The University of Washington Palliative Medicine Fellowship Program utilizes comprehensive inpatient, outpatient, long term care, hospice, and community experiences in several facilities to support fellow education.

By rotating at multiple sites, fellows learn from diverse patient populations which enhances their experience and training and supports the fellows in learning to provide culturally responsive and trauma informed care. Fellows have the opportunity to work with and learn from transplant patients, immigrant and refugee patients, historically marginalized patients, patients from diverse socio-economic backgrounds, unhoused patients. 

We have strong faculty and interprofessional team role models in research, education, and clinical care for our fellows, who will be the future leaders of palliative medicine. Previous fellows have a 100% HPM board pass rate. 

There are 3 clinical training pathways:

  • Adult Track
  • Pediatric Track
  • Geri-Pal Track (under development)

INTERDISCIPLINARY TEAM

Fellows work closely with interprofessional team members at all rotation sites. This enables fellows to broaden their depth and scope of palliative care in order to best support patients and families. It also offers fellows the opportunity to build skills as team members and as team leaders.

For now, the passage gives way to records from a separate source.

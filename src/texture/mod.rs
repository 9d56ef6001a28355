//! Loaded sprite sheets and the clips defined on them.

use glam::IVec2;
use sdl2::render::Texture;
use strum::EnumCount;
use strum_macros::{AsRefStr, EnumCount, EnumIter};
use tracing::warn;

pub mod atlas;
pub mod text;

/// One loaded image every sprite clip refers into.
#[derive(Debug, Clone, Copy, PartialEq, Eq, Hash, EnumIter, EnumCount, AsRefStr)]
pub enum SheetId {
    /// Pac-Man and the ghosts.
    Characters,
    TextBox,
    Background,
    RecorderButton,
    SoundWave,
    Sparkles,
    PowerUp,
    /// The level tiles. A streaming texture patched by the ripple effect.
    Tiles,
    /// The rendered underscore of the text cursor.
    TextCursor,
}

const MAX_SHEETS: usize = SheetId::COUNT;

/// Statically sized registry of sheet textures.
pub struct Sheets {
    textures: micromap::Map<SheetId, Texture, MAX_SHEETS>,
}

impl Default for Sheets {
    fn default() -> Self {
        Self::new()
    }
}

impl Sheets {
    pub fn new() -> Self {
        Self {
            textures: micromap::Map::new(),
        }
    }

    /// Registers a sheet, replacing any previous texture for `id`.
    pub fn insert(&mut self, id: SheetId, texture: Texture) {
        self.textures.insert(id, texture);
    }

    pub fn get(&self, id: SheetId) -> Option<&Texture> {
        let texture = self.textures.get(&id);
        if texture.is_none() {
            warn!(sheet = id.as_ref(), "Sheet not loaded");
        }
        texture
    }

    pub fn get_mut(&mut self, id: SheetId) -> Option<&mut Texture> {
        self.textures.get_mut(&id)
    }

    /// Pixel size of a loaded sheet.
    pub fn size(&self, id: SheetId) -> Option<IVec2> {
        self.get(id).map(|texture| {
            let query = texture.query();
            IVec2::new(query.width as i32, query.height as i32)
        })
    }
}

Fellows will work with interprofessional team members from many different disciplines including, but not limited to, social work, nursing, nursing aides, chaplaincy, pharmacy, occupational and physical therapy, bereavement support, music, writing and art therapy, child life and psychology.

WELLNESS

We recognize the emotionally intense nature of working in hospice and palliative medicine. In order to sustain longevity in the field, which is what we hope for all our fellows, it is important for fellows to identify and cultivate their own unique wellness skills. In order for fellows to have the bandwidth to focus on their own wellness, we feel it important that they have time. As such there is no required night or weekend call aside from 1-2 acting attending experiences at the end of the fellowship. We hope that fellows use their time to explore their interests, explore the PNW and participate in whatever brings them fulfillment. 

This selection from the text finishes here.